2.- María: madre que cuida y protege
En
las bodas de Canán, María dice: “haced lo que él os diga”. María señala a
Jesús, María lleva a Jesús. María conduce a Jesús. El hermano Juan ha ido a
Jesús de la mano de María. Pero la devoción del Hermano Juan no es mariolatría,
algo que sucede a menudo en las gentes que han separado a María de Jesús, y la
han convertido en poco menos que un ‘dios’. En la romería de la Virgen del
Rocío, en Andalucía, se ha escuchado muchas veces “aquí no hay más Dios
que la Virgen”. Y en México, un niño, a la pregunta de su catequista “¿Quién es Dios?”, contestó cándidamente: “Dios es la Virgen de Guadalupe”, lo que,
probablemente, afirmarían sin ruborizarse muchos mejicanos. No es así para el
hermano Juan: María es intercesora privilegiada ante Jesús: ayuda, puente,
protección, compañía, caricia, consejo, inspiración...

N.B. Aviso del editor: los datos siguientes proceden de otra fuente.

//! Domain models for the reshaping pipeline.
//!
//! - [`Record`] - one long-format observation
//! - [`RecordSet`] - the immutable set of records loaded from a file
//! - [`Field`] / [`Key`] - record fields and the values they take
//! - [`WideTable`] - pivoted output handed to the rendering collaborator
//! - [`QuantileBucket`], [`FlowBucket`], [`SignBucket`] - classification labels

use serde::{Deserialize, Serialize};
use std::collections::BTreeMap;
use std::fmt;

mod table;

pub use table::{Row, RowKey, WideTable};
pub(crate) use table::{ascending, descending};

// =============================================================================
// Records
// =============================================================================

/// One observation: an entity, a category tag, a period and a value.
///
/// `codes` carries the dataset's integer classification columns
/// (`i1`, `r3`, `s1`, ...). A code with an empty cell is absent.
#[derive(Debug, Clone, PartialEq, Serialize, Deserialize)]
pub struct Record {
    pub entity: String,
    pub category: String,
    pub period: i32,
    pub value: f64,
    #[serde(default, skip_serializing_if = "BTreeMap::is_empty")]
    pub codes: BTreeMap<String, i64>,
}

impl Record {
    /// Create a record without classification codes.
    pub fn new(entity: impl Into<String>, category: impl Into<String>, period: i32, value: f64) -> Self {
        Self {
            entity: entity.into(),
            category: category.into(),
            period,
            value,
            codes: BTreeMap::new(),
        }
    }

    /// Attach a classification code.
    pub fn with_code(mut self, name: impl Into<String>, value: i64) -> Self {
        self.codes.insert(name.into(), value);
        self
    }

    /// Look up a classification code.
    pub fn code(&self, name: &str) -> Option<i64> {
        self.codes.get(name).copied()
    }

    /// The key this record takes for `field`.
    pub fn key(&self, field: Field) -> Key {
        match field {
            Field::Entity => Key::Text(self.entity.clone()),
            Field::Category => Key::Text(self.category.clone()),
            Field::Period => Key::Period(self.period),
        }
    }
}

/// Records loaded from one source, never mutated after load.
#[derive(Debug, Clone, Default, PartialEq, Serialize)]
pub struct RecordSet {
    records: Vec<Record>,
    headers: Vec<String>,
}

impl RecordSet {
    pub fn new(records: Vec<Record>, headers: Vec<String>) -> Self {
        Self { records, headers }
    }

    pub fn from_records(records: Vec<Record>) -> Self {
        Self { records, headers: Vec::new() }
    }

    pub fn records(&self) -> &[Record] {
        &self.records
    }

    /// Column headers of the source file (empty for in-memory sets).
    pub fn headers(&self) -> &[String] {
        &self.headers
    }

    pub fn len(&self) -> usize {
        self.records.len()
    }

    pub fn is_empty(&self) -> bool {
        self.records.is_empty()
    }

    pub fn iter(&self) -> std::slice::Iter<'_, Record> {
        self.records.iter()
    }

    /// Distinct periods in ascending order.
    pub fn periods(&self) -> Vec<i32> {
        let mut periods: Vec<i32> = self.records.iter().map(|r| r.period).collect();
        periods.sort_unstable();
        periods.dedup();
        periods
    }
}

impl<'a> IntoIterator for &'a RecordSet {
    type Item = &'a Record;
    type IntoIter = std::slice::Iter<'a, Record>;

    fn into_iter(self) -> Self::IntoIter {
        self.records.iter()
    }
}

// =============================================================================
// Fields and Keys
// =============================================================================

/// A categorical field of a [`Record`].
#[derive(Debug, Clone, Copy, PartialEq, Eq, PartialOrd, Ord, Hash, Serialize, Deserialize)]
#[serde(rename_all = "lowercase")]
pub enum Field {
    Entity,
    Category,
    Period,
}

impl Field {
    pub fn name(self) -> &'static str {
        match self {
            Field::Entity => "entity",
            Field::Category => "category",
            Field::Period => "period",
        }
    }
}

impl fmt::Display for Field {
    fn fmt(&self, f: &mut fmt::Formatter<'_>) -> fmt::Result {
        f.write_str(self.name())
    }
}

/// A value of a [`Field`], also used as a column label.
///
/// Periods sort before text, periods numerically, text lexically.
#[derive(Debug, Clone, PartialEq, Eq, PartialOrd, Ord, Hash, Serialize, Deserialize)]
#[serde(untagged)]
pub enum Key {
    Period(i32),
    Text(String),
}

impl Key {
    pub fn as_period(&self) -> Option<i32> {
        match self {
            Key::Period(p) => Some(*p),
            Key::Text(_) => None,
        }
    }

    pub fn as_text(&self) -> Option<&str> {
        match self {
            Key::Text(s) => Some(s),
            Key::Period(_) => None,
        }
    }
}

impl fmt::Display for Key {
    fn fmt(&self, f: &mut fmt::Formatter<'_>) -> fmt::Result {
        match self {
            Key::Period(p) => write!(f, "{}", p),
            Key::Text(s) => f.write_str(s),
        }
    }
}

impl From<i32> for Key {
    fn from(p: i32) -> Self {
        Key::Period(p)
    }
}

impl From<&str> for Key {
    fn from(s: &str) -> Self {
        Key::Text(s.to_string())
    }
}

impl From<String> for Key {
    fn from(s: String) -> Self {
        Key::Text(s)
    }
}

impl From<&Key> for Key {
    fn from(k: &Key) -> Self {
        k.clone()
    }
}

// =============================================================================
// Buckets
// =============================================================================

/// Result of per-period quantile classification.
///
/// `Tier(0)` is the highest bucket; higher tiers hold lower values.
#[derive(Debug, Clone, Copy, PartialEq, Eq, PartialOrd, Ord, Hash, Serialize, Deserialize)]
#[serde(tag = "type", content = "tier", rename_all = "snake_case")]
pub enum QuantileBucket {
    Tier(usize),
    NoData,
}

/// Donor/dependent classification of a net flow against a reference.
#[derive(Debug, Clone, Copy, PartialEq, Eq, PartialOrd, Ord, Hash, Serialize, Deserialize)]
#[serde(rename_all = "snake_case")]
pub enum FlowBucket {
    /// flow ≤ −reference
    LargeNegative,
    /// −reference < flow < 0
    SmallNegative,
    /// 0 < flow < reference
    SmallPositive,
    /// flow ≥ reference
    LargePositive,
    /// flow is exactly zero
    NoData,
}

impl FlowBucket {
    /// Label used by the budget charts (a negative net flow to a region is a donor).
    pub fn label(self) -> &'static str {
        match self {
            FlowBucket::LargeNegative => "donor_100_and_more",
            FlowBucket::SmallNegative => "donor_up_to_100",
            FlowBucket::SmallPositive => "dependent_up_to_100",
            FlowBucket::LargePositive => "dependent_100_and_more",
            FlowBucket::NoData => "no_data",
        }
    }
}

/// Positive/non-positive split used to color bars and arrows.
#[derive(Debug, Clone, Copy, PartialEq, Eq, Hash, Serialize, Deserialize)]
#[serde(rename_all = "snake_case")]
pub enum SignBucket {
    Positive,
    NonPositive,
}

impl SignBucket {
    pub fn of(value: f64) -> Self {
        if value > 0.0 {
            SignBucket::Positive
        } else {
            SignBucket::NonPositive
        }
    }

    pub fn label(self) -> &'static str {
        match self {
            SignBucket::Positive => "positive",
            SignBucket::NonPositive => "non_positive",
        }
    }
}

#[cfg(test)]
mod tests {
    use super::*;

    #[test]
    fn test_record_keys() {
        let r = Record::new("moscow", "tax_to_fed", 2021, 10.0).with_code("i1", 1);
        assert_eq!(r.key(Field::Entity), Key::Text("moscow".into()));
        assert_eq!(r.key(Field::Period), Key::Period(2021));
        assert_eq!(r.code("i1"), Some(1));
        assert_eq!(r.code("r3"), None);
    }

    #[test]
    fn test_key_ordering() {
        let mut keys = vec![Key::from("b"), Key::from(2021), Key::from("a"), Key::from(2011)];
        keys.sort();
        assert_eq!(keys, vec![Key::from(2011), Key::from(2021), Key::from("a"), Key::from("b")]);
    }

    #[test]
    fn test_key_serializes_untagged() {
        assert_eq!(serde_json::to_string(&Key::from(2020)).unwrap(), "2020");
        assert_eq!(serde_json::to_string(&Key::from("vat")).unwrap(), "\"vat\"");
    }

    #[test]
    fn test_record_set_periods() {
        let set = RecordSet::from_records(vec![
            Record::new("x", "a", 2021, 1.0),
            Record::new("y", "a", 2020, 1.0),
            Record::new("x", "b", 2021, 1.0),
        ]);
        assert_eq!(set.periods(), vec![2020, 2021]);
        assert_eq!(set.len(), 3);
    }

    #[test]
    fn test_sign_bucket() {
        assert_eq!(SignBucket::of(0.5), SignBucket::Positive);
        assert_eq!(SignBucket::of(0.0), SignBucket::NonPositive);
        assert_eq!(SignBucket::of(-3.0), SignBucket::NonPositive);
    }
}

El Hno. Juan así lo certifica: “Oh María, Madre mía, después de a Dios, todo
te lo debo a ti”. María es su ideal, su inseparable compañera de viaje, su
mamá celestial: “Oh María, que en todo y para todo actúe,
hable y piense como vos. Vos sois mi ideal, mi
pensamiento dominante”. El P. Carlos, su primer biógrafo, ya lo dejó
claro: “Sin la devoción a la Virgen, sería imposible comprender la
espiritualidad del Hermano Juan”.
Como he recordado más
arriba, “María” y “Madre” son las dos voces más repetidas en su Diario. Se
podría incluso escribir su biografía siguiendo los pasos de su relación con
María. Desde el Avemaría que mamá Carmela le enseñaba mientras preparaba la
polenta en su tierna infancia, hasta las innumerables visitas a santuarios
marianos, pasando por ese desgranar continuo de rosarios, jaculatorias y
oraciones a María. En los momentos más importantes de su vida está presente
María. Así, recordando la fecha de su primera comunión, escribe: “que me disponga a recibiros como lo hizo la
Virgen…”; y cuando trae a la memoria su adolescencia: “la medicina más potente para salir victorioso de las tentaciones es la
devoción a la Virgen María”. Y durante toda su vida: “Oh María, enamoradme de vos y con
eso me basta”.
Cuenta su hermano Pedro, también
guaneliano, que Juan organizaba peregrinaciones al Santuario de la Virgen de la
Comuna (Ostiglia), en bicicleta o enganchando el caballo a un carro donde
subían unos cuantos jóvenes del pueblo. A la Virgen de la Comuna se encomienda para
que le ilumine en su vocación y le muestre el camino antes de que concluya el
año santo de 1933. Y así sucede.
Al entrar en la
Congregación de los Siervos de la Caridad, descubre a María como Madre de la
Divina Providencia. Todas las peregrinaciones y visitas a los distintos
santuarios, Comuna, Loreto, Lourdes o Fátima, son para él jalones que marcan
con un plus de devoción su existencia.
Un enamorado no puede por
menos que hablar de quien se ha enamorado o mejor de quien le ha enamorado. ¡Cuánto
se afanó por dar a conocer, amar y honrar a la Virgen María! Los seminaristas
de Aguilar recuerdan que el Hermano Juan les hablaba de la Virgen, con la
emoción y la naturalidad con la que uno habla de su madre terrenal.
Sus numerosas cartas
siempre comienzan con «Ave María»
y son una continua invitación a confiar en ella y a vivir la devoción filial.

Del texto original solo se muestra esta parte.